____ DATA RECORDS

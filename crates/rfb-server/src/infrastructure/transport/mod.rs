//! The per-client transport seam.
//!
//! A [`ClientTransport`] is everything the session core needs from the
//! protocol layer for one viewer: the peer's address, a way to ask for the
//! connection to be shut down, and one method per server-to-client message
//! the core decides to send.  Encoding those messages onto the wire (pixel
//! formats, encodings, compression) happens behind this trait.
//!
//! # Ownership
//!
//! The transport layer owns the socket.  `shutdown` only *requests* closure;
//! the connection is unlinked from its session when the transport later
//! reports the socket as gone (see `VncServer::remove_socket`).
//!
//! # Testability
//!
//! [`mock::RecordingTransport`] records every message so tests can assert on
//! exactly what a client was sent.

use rfb_core::{Cursor, Point, Region, ScreenSet};
use thiserror::Error;

pub mod mock;

/// Who triggered a desktop-size notification.
#[derive(Debug, Clone, Copy, PartialEq, Eq)]
pub enum LayoutChangeReason {
    /// The desktop itself changed size or layout.
    Server,
    /// Reply to this client's own request.
    Client,
    /// Another client's request changed the layout.
    OtherClient,
}

/// Result of a client's request to change the desktop size.
#[derive(Debug, Clone, Copy, PartialEq, Eq)]
pub enum DesktopSizeResult {
    Success,
    /// The client may not change the desktop size.
    Prohibited,
    /// The requested layout does not fit the requested size.
    Invalid,
    /// The backend could not apply the layout.
    Refused,
}

/// One framebuffer update, ready for encoding.
///
/// Apply `copied` (shifted by `copy_delta`) before redrawing `changed`.
#[derive(Debug, Clone, PartialEq, Eq)]
pub struct FramebufferUpdate {
    pub changed: Region,
    pub copied: Region,
    pub copy_delta: Point,
    /// Server-rendered cursor composite, for clients that cannot draw the
    /// cursor themselves.
    pub cursor: Option<RenderedCursorUpdate>,
}

/// The rendered cursor as it goes into one update.
#[derive(Debug, Clone, PartialEq, Eq)]
pub struct RenderedCursorUpdate {
    pub region: Region,
    pub pixels: Vec<u8>,
}

/// Desktop size or layout notification.
#[derive(Debug, Clone, PartialEq, Eq)]
pub struct DesktopSizeNotice {
    pub width: u32,
    pub height: u32,
    pub layout: ScreenSet,
    pub reason: LayoutChangeReason,
    pub result: DesktopSizeResult,
}

/// Errors surfaced by a transport write.
#[derive(Debug, Error, Clone, PartialEq, Eq)]
pub enum TransportError {
    #[error("connection closed by peer")]
    Closed,

    #[error("write failed: {0}")]
    Write(String),
}

/// Per-client protocol collaborator.
pub trait ClientTransport: Send {
    /// Address of the remote peer, `host:port` or similar.
    fn peer_address(&self) -> String;

    /// Requests that the connection be shut down.
    fn shutdown(&mut self, reason: &str);

    fn write_framebuffer_update(&mut self, update: &FramebufferUpdate) -> Result<(), TransportError>;

    fn write_desktop_size(&mut self, notice: &DesktopSizeNotice) -> Result<(), TransportError>;

    /// Sends a new cursor shape to a client that draws its own cursor.
    fn write_cursor(&mut self, cursor: &Cursor) -> Result<(), TransportError>;

    fn write_led_state(&mut self, state: u32) -> Result<(), TransportError>;

    fn write_bell(&mut self) -> Result<(), TransportError>;

    fn write_desktop_name(&mut self, name: &str) -> Result<(), TransportError>;

    fn write_clipboard_announce(&mut self, available: bool) -> Result<(), TransportError>;

    fn write_clipboard_request(&mut self) -> Result<(), TransportError>;

    fn write_clipboard_data(&mut self, data: &str) -> Result<(), TransportError>;
}
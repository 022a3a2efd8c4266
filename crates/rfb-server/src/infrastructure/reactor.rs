//! The event loop that drives a [`VncServer`].
//!
//! # How the loop works (for beginners)
//!
//! Every session operation is synchronous and must never run concurrently
//! with another.  The reactor gets that for free by being a single task:
//!
//! ```text
//!   transport tasks ──ReactorEvent──► mpsc channel ──► run() ──► VncServer
//!                                                       ▲
//!                   backend poll interval ──────────────┤
//!                   next timer deadline  ───────────────┘
//! ```
//!
//! `tokio::select!` waits for whichever comes first: an event from the
//! channel, the backend poll tick, or the earliest deadline the server
//! reported.  After each wake-up the server's timers are checked, so frame
//! production and idle timeouts happen on time even without traffic.

use std::fmt;
use std::time::{Duration, Instant};

use anyhow::Context;
use tokio::sync::mpsc;
use tokio::time::{self, MissedTickBehavior};
use tracing::{debug, error, info, warn};

use crate::application::client_connection::ConnectionId;
use crate::application::desktop_session::SessionError;
use crate::application::server::{ClientMessage, ServerError, ShutdownReason, VncServer};
use crate::infrastructure::transport::ClientTransport;

/// How often backend events are drained.
pub const BACKEND_POLL_INTERVAL: Duration = Duration::from_millis(10);

/// Longest sleep when no deadline is pending.
const IDLE_WAKEUP: Duration = Duration::from_secs(1);

/// Everything the transport side can tell the server.
pub enum ReactorEvent {
    Accepted {
        id: ConnectionId,
        transport: Box<dyn ClientTransport>,
    },
    Authenticated {
        id: ConnectionId,
        identity: String,
    },
    AuthenticationFailed {
        id: ConnectionId,
        reason: String,
    },
    ClientInit {
        id: ConnectionId,
        shared: bool,
    },
    Message {
        id: ConnectionId,
        message: ClientMessage,
    },
    /// The socket is fully shut down.
    Closed {
        id: ConnectionId,
    },
    Shutdown,
}

impl fmt::Debug for ReactorEvent {
    fn fmt(&self, f: &mut fmt::Formatter<'_>) -> fmt::Result {
        match self {
            Self::Accepted { id, transport } => f
                .debug_struct("Accepted")
                .field("id", id)
                .field("peer", &transport.peer_address())
                .finish(),
            Self::Authenticated { id, identity } => f
                .debug_struct("Authenticated")
                .field("id", id)
                .field("identity", identity)
                .finish(),
            Self::AuthenticationFailed { id, .. } => {
                f.debug_struct("AuthenticationFailed").field("id", id).finish()
            }
            Self::ClientInit { id, shared } => f
                .debug_struct("ClientInit")
                .field("id", id)
                .field("shared", shared)
                .finish(),
            Self::Message { id, message } => f
                .debug_struct("Message")
                .field("id", id)
                .field("message", message)
                .finish(),
            Self::Closed { id } => f.debug_struct("Closed").field("id", id).finish(),
            Self::Shutdown => f.write_str("Shutdown"),
        }
    }
}

/// Why [`run`] returned.
#[derive(Debug, Clone, Copy, PartialEq, Eq)]
pub enum ExitReason {
    /// A [`ReactorEvent::Shutdown`] arrived.
    Requested,
    /// Every sender was dropped.
    ChannelClosed,
    /// A process-wide timer expired.
    Timeout(ShutdownReason),
}

/// Drives `server` until shutdown.
///
/// Every session is torn down before returning.
///
/// # Errors
///
/// Returns an error only when the server reports a broken invariant that
/// cannot be contained to one client, such as a backend applying a layout
/// other than the one it accepted.
pub async fn run(
    mut server: VncServer,
    mut events: mpsc::Receiver<ReactorEvent>,
) -> anyhow::Result<ExitReason> {
    let mut poll = time::interval(BACKEND_POLL_INTERVAL);
    poll.set_missed_tick_behavior(MissedTickBehavior::Delay);
    info!("reactor started");

    let exit = loop {
        let wake_at = server
            .next_deadline()
            .unwrap_or_else(|| Instant::now() + IDLE_WAKEUP);

        tokio::select! {
            event = events.recv() => match event {
                None => break ExitReason::ChannelClosed,
                Some(ReactorEvent::Shutdown) => break ExitReason::Requested,
                Some(event) => {
                    if let Err(err) = dispatch(&mut server, event) {
                        server.shutdown();
                        return Err(err);
                    }
                }
            },
            _ = poll.tick() => {
                server.process_backend_events();
            }
            _ = time::sleep_until(time::Instant::from_std(wake_at)) => {}
        }

        if let Some(reason) = server.handle_timeouts(Instant::now()) {
            break ExitReason::Timeout(reason);
        }
    };

    info!("reactor stopping: {exit:?}");
    server.shutdown();
    Ok(exit)
}

/// Applies one event.  Per-connection failures are logged and contained.
fn dispatch(server: &mut VncServer, event: ReactorEvent) -> anyhow::Result<()> {
    debug!("event: {event:?}");
    let now = Instant::now();
    let (id, result) = match event {
        ReactorEvent::Accepted { id, transport } => {
            server.add_socket(id, transport, now);
            (id, Ok(()))
        }
        ReactorEvent::Authenticated { id, identity } => (id, server.authenticated(id, &identity)),
        ReactorEvent::AuthenticationFailed { id, reason } => {
            server.authentication_failed(id, &reason);
            (id, Ok(()))
        }
        ReactorEvent::ClientInit { id, shared } => (id, server.client_init(id, shared).map(|_| ())),
        ReactorEvent::Message { id, message } => (id, server.handle_message(id, message, now)),
        ReactorEvent::Closed { id } => {
            server.remove_socket(id, now);
            (id, Ok(()))
        }
        ReactorEvent::Shutdown => return Ok(()),
    };

    match result {
        Ok(()) => Ok(()),
        Err(err @ ServerError::Session(SessionError::LayoutMismatch)) => {
            error!("{id}: {err}");
            Err(err).with_context(|| format!("while handling connection {id}"))
        }
        Err(err) => {
            warn!("{id}: {err}");
            Ok(())
        }
    }
}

________

AIM OF THE EXERCISE: Looking at the records above, count the lines with the word "ClientMessage" in them; reply with the number only.

OUTPUT FOR THIS TASK: 2